> [WHAT IS BEING ASKED]: Below are records; copy every line in them that holds the word "time".

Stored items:
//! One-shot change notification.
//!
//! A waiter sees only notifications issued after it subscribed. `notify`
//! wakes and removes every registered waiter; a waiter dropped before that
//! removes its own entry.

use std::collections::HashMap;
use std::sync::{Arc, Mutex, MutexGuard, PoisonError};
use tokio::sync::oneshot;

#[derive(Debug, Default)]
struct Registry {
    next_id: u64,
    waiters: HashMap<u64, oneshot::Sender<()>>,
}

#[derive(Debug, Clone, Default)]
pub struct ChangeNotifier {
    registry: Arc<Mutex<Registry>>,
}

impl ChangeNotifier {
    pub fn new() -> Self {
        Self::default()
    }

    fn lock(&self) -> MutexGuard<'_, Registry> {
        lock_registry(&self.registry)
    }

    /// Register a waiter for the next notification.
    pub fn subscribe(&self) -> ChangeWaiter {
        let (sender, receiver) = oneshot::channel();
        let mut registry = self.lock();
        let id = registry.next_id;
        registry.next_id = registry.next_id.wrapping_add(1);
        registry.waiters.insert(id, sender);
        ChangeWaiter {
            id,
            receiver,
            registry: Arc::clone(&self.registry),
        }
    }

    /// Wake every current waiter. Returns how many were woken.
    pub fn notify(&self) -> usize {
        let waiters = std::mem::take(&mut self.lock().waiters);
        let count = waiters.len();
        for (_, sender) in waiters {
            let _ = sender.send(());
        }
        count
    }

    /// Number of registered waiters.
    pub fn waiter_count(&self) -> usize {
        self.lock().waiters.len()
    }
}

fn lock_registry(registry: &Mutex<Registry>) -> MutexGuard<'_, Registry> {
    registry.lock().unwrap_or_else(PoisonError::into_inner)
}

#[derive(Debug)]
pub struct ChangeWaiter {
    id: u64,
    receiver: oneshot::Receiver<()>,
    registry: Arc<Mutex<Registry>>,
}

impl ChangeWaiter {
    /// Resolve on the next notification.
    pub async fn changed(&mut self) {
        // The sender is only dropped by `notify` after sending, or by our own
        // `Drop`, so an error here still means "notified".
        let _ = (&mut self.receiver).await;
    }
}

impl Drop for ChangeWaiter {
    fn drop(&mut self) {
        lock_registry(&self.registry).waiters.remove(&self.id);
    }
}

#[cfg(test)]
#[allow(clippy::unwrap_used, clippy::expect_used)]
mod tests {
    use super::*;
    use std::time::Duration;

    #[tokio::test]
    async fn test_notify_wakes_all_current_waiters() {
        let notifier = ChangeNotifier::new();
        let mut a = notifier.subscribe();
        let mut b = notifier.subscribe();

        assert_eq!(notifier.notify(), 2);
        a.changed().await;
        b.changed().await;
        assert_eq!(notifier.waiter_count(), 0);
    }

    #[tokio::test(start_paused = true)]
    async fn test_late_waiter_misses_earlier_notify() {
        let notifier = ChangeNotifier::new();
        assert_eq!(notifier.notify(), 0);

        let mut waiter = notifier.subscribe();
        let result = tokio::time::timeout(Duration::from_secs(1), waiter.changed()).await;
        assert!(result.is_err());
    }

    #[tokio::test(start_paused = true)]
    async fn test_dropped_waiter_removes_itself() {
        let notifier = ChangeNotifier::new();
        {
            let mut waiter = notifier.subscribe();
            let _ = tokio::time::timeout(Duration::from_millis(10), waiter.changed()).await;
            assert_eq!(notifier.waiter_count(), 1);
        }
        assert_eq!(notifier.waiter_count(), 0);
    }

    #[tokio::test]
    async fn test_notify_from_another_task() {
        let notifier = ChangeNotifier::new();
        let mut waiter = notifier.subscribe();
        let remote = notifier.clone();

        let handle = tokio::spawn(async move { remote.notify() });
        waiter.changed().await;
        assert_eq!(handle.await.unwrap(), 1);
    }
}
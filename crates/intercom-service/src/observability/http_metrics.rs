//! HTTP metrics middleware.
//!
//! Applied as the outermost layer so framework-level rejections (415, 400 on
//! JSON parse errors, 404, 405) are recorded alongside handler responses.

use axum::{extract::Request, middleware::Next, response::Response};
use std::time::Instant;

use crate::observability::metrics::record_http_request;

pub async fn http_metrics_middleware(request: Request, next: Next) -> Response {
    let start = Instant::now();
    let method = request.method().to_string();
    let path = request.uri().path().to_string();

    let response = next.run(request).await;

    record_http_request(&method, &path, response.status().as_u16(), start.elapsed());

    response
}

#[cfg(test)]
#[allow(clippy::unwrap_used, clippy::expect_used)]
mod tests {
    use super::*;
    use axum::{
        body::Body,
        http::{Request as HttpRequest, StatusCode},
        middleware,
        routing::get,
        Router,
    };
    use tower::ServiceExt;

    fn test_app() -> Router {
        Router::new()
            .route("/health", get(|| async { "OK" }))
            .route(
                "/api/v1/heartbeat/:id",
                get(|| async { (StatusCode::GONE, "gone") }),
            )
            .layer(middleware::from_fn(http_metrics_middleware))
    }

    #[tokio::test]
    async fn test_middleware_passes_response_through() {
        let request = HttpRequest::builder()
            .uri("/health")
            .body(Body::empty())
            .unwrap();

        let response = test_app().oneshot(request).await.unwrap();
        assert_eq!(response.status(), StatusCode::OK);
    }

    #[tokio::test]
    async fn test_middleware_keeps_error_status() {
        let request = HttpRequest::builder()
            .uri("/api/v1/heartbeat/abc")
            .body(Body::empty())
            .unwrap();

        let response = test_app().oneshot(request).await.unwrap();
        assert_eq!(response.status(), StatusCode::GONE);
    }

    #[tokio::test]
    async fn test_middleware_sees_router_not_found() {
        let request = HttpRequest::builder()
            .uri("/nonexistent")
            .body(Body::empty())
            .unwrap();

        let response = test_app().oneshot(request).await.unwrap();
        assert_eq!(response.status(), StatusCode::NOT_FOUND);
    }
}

> [RESULT OF THIS TASK]:
    use std::time::Duration;
        let result = tokio::time::timeout(Duration::from_secs(1), waiter.changed()).await;
            let _ = tokio::time::timeout(Duration::from_millis(10), waiter.changed()).await;
use std::time::Instant;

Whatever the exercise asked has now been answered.